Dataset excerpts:
━━━━━━━━
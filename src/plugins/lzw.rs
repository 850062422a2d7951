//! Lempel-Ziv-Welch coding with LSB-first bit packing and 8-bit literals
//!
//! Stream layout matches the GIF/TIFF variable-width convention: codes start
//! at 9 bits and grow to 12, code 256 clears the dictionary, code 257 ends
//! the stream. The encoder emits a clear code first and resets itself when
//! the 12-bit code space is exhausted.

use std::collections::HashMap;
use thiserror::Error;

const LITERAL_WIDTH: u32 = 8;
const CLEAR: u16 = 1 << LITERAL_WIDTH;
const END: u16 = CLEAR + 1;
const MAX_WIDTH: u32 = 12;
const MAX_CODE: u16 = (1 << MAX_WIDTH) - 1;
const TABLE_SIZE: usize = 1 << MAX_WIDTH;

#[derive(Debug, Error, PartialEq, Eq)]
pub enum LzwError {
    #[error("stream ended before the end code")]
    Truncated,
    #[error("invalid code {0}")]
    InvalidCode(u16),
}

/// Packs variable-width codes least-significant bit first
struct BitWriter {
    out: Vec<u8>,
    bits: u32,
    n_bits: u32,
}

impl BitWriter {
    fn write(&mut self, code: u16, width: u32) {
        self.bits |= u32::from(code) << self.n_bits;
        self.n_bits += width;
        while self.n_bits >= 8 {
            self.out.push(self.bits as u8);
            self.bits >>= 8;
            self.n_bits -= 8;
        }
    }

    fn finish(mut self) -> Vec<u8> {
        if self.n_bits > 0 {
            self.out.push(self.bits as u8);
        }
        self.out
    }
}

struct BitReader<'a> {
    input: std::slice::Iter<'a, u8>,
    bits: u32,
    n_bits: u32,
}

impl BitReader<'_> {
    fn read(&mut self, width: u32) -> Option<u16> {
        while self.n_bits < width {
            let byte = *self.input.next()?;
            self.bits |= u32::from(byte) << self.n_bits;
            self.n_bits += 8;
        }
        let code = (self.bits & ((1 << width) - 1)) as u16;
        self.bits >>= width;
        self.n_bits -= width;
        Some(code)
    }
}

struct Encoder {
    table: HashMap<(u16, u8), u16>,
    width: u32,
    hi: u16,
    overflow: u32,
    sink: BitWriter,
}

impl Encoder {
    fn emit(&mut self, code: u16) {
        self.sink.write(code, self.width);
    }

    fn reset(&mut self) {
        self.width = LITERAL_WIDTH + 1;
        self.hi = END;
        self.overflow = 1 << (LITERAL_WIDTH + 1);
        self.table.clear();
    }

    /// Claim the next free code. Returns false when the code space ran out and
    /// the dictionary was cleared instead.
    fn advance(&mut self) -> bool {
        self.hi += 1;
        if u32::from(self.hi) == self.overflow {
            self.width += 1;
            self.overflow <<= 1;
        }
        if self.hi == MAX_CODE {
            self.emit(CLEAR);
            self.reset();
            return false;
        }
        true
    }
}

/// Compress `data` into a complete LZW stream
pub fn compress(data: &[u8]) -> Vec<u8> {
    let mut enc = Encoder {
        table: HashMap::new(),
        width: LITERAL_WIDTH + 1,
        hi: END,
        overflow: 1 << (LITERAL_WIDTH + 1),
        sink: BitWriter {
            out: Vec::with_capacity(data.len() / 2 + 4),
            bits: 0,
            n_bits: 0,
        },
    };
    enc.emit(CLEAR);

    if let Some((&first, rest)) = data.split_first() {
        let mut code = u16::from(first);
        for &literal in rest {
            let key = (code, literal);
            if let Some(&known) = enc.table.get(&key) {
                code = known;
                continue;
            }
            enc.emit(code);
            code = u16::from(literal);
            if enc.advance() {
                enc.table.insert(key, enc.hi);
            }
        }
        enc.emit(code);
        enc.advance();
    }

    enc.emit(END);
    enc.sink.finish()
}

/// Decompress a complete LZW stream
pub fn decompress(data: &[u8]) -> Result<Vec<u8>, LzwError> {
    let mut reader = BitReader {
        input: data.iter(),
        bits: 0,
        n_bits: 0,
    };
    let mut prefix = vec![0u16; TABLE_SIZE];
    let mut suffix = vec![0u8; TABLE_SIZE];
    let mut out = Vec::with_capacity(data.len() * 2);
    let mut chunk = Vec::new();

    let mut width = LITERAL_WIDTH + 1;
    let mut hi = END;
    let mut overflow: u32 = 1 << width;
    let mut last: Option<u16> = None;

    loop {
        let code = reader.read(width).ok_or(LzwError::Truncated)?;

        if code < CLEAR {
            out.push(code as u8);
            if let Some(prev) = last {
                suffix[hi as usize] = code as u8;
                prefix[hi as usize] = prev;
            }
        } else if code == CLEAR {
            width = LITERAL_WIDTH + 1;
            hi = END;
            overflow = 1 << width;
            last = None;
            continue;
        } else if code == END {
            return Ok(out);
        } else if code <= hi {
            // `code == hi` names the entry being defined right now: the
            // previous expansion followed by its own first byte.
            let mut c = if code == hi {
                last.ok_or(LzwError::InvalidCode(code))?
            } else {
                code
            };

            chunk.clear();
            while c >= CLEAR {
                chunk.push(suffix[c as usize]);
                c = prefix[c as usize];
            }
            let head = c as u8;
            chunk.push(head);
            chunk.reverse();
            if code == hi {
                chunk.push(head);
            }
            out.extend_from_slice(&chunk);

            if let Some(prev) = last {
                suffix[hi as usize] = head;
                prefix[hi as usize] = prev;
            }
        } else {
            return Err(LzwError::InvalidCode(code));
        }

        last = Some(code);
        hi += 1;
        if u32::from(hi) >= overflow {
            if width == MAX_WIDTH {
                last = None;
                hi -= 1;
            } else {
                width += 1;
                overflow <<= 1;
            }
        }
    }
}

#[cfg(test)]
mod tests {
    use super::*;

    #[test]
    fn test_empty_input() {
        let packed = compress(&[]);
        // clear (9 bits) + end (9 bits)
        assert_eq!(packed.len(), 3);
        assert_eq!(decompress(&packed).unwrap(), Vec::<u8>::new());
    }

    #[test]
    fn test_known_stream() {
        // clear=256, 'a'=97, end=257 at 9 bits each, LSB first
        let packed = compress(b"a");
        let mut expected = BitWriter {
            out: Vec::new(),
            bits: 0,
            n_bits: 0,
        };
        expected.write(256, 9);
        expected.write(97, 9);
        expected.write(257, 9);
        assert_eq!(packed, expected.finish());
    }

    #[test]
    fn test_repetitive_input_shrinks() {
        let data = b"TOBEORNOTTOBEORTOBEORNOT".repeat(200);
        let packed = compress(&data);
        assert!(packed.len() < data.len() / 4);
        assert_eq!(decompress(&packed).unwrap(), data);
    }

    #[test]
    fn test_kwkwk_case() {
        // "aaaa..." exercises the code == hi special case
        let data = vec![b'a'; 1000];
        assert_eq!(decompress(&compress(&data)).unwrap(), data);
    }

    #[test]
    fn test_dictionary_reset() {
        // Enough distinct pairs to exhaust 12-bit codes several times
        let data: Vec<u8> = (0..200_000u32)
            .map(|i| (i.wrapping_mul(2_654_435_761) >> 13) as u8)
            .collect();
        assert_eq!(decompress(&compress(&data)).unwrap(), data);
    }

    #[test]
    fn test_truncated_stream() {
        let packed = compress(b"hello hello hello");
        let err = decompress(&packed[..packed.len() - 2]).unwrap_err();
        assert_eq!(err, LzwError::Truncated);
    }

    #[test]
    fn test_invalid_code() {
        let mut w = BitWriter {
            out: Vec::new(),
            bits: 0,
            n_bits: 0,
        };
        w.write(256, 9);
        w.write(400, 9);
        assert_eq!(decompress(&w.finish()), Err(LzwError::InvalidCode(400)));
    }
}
━━━━━━━━
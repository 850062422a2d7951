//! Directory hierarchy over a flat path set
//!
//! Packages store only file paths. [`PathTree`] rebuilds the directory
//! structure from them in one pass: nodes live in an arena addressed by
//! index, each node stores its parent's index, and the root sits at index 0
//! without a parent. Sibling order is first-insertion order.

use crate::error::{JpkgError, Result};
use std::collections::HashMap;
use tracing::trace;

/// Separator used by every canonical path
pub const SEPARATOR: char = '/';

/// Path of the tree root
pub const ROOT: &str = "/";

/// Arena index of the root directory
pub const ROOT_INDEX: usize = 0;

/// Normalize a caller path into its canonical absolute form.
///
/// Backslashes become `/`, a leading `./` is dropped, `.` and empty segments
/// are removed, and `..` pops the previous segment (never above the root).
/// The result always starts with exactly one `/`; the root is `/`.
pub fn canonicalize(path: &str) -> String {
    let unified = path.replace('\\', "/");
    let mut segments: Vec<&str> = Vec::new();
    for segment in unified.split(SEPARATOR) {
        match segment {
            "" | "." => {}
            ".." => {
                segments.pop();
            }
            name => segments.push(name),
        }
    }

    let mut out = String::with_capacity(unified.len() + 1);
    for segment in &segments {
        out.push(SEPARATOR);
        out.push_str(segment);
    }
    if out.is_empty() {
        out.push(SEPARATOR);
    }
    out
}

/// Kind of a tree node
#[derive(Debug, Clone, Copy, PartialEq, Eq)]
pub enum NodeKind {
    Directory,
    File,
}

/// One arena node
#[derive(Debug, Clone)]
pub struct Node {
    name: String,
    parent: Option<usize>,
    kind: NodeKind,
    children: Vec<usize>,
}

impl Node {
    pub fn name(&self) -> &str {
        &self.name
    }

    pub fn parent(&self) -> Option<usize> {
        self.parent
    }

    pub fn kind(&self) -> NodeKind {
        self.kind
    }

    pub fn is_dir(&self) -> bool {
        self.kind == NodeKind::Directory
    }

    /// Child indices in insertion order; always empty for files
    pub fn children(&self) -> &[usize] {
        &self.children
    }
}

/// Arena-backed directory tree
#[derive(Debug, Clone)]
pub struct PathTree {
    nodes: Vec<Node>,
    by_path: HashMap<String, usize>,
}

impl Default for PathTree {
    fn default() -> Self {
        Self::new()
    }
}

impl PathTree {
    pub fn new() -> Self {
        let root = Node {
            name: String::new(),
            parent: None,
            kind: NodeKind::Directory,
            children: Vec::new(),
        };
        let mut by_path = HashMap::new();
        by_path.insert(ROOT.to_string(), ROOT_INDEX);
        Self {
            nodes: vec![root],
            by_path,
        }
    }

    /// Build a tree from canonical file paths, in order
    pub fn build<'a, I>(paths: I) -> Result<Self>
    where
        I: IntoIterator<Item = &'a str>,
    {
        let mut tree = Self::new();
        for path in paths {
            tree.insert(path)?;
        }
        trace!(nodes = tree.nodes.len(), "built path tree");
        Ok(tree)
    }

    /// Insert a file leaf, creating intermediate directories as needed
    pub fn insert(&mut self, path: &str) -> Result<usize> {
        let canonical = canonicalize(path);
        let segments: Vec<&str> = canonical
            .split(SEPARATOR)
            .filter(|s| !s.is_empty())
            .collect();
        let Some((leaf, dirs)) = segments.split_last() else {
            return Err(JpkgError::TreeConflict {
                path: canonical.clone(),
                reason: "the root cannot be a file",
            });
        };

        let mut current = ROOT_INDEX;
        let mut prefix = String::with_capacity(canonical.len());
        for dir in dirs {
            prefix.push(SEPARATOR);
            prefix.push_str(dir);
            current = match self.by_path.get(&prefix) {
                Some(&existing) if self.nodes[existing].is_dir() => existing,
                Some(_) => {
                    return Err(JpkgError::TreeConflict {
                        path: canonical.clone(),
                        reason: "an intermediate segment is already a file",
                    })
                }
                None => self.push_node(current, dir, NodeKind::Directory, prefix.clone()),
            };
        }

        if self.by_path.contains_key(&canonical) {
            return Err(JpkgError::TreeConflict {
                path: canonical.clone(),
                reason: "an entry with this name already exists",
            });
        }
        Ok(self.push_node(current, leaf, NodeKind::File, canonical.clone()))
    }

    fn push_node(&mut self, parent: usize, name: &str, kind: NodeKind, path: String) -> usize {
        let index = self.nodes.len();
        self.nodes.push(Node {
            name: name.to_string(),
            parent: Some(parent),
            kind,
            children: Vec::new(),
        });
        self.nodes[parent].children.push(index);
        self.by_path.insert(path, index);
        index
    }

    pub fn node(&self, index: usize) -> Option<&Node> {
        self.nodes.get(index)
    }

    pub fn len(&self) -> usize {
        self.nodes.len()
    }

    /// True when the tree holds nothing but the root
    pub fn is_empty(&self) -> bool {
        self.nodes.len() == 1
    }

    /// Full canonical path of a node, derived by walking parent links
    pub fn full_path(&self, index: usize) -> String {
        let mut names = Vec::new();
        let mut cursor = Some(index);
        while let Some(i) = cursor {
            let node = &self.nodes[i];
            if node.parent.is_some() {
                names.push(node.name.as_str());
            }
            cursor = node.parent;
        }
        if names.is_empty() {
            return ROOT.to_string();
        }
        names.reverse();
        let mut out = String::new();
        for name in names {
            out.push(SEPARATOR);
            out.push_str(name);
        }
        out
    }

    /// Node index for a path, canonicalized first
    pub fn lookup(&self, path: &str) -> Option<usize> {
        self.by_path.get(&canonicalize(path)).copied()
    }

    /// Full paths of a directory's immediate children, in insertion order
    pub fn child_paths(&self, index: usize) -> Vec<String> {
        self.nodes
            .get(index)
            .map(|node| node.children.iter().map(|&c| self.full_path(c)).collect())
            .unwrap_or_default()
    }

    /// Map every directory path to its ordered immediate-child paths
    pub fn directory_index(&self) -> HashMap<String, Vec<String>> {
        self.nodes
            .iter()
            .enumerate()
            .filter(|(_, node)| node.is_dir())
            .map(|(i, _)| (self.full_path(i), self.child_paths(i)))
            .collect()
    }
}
━━━━━━━━
In your answer, include only the lines above starting at the line that holds "filename src/plugins/lzw.rs" and ending at the line that holds "fn read(&mut self, width: u32)", copied exactly.

filename src/plugins/lzw.rs
repository 850062422a2d7951
//! Lempel-Ziv-Welch coding with LSB-first bit packing and 8-bit literals
//!
//! Stream layout matches the GIF/TIFF variable-width convention: codes start
//! at 9 bits and grow to 12, code 256 clears the dictionary, code 257 ends
//! the stream. The encoder emits a clear code first and resets itself when
//! the 12-bit code space is exhausted.

use std::collections::HashMap;
use thiserror::Error;

const LITERAL_WIDTH: u32 = 8;
const CLEAR: u16 = 1 << LITERAL_WIDTH;
const END: u16 = CLEAR + 1;
const MAX_WIDTH: u32 = 12;
const MAX_CODE: u16 = (1 << MAX_WIDTH) - 1;
const TABLE_SIZE: usize = 1 << MAX_WIDTH;

#[derive(Debug, Error, PartialEq, Eq)]
pub enum LzwError {
    #[error("stream ended before the end code")]
    Truncated,
    #[error("invalid code {0}")]
    InvalidCode(u16),
}

/// Packs variable-width codes least-significant bit first
struct BitWriter {
    out: Vec<u8>,
    bits: u32,
    n_bits: u32,
}

impl BitWriter {
    fn write(&mut self, code: u16, width: u32) {
        self.bits |= u32::from(code) << self.n_bits;
        self.n_bits += width;
        while self.n_bits >= 8 {
            self.out.push(self.bits as u8);
            self.bits >>= 8;
            self.n_bits -= 8;
        }
    }

    fn finish(mut self) -> Vec<u8> {
        if self.n_bits > 0 {
            self.out.push(self.bits as u8);
        }
        self.out
    }
}

struct BitReader<'a> {
    input: std::slice::Iter<'a, u8>,
    bits: u32,
    n_bits: u32,
}

impl BitReader<'_> {
    fn read(&mut self, width: u32) -> Option<u16> {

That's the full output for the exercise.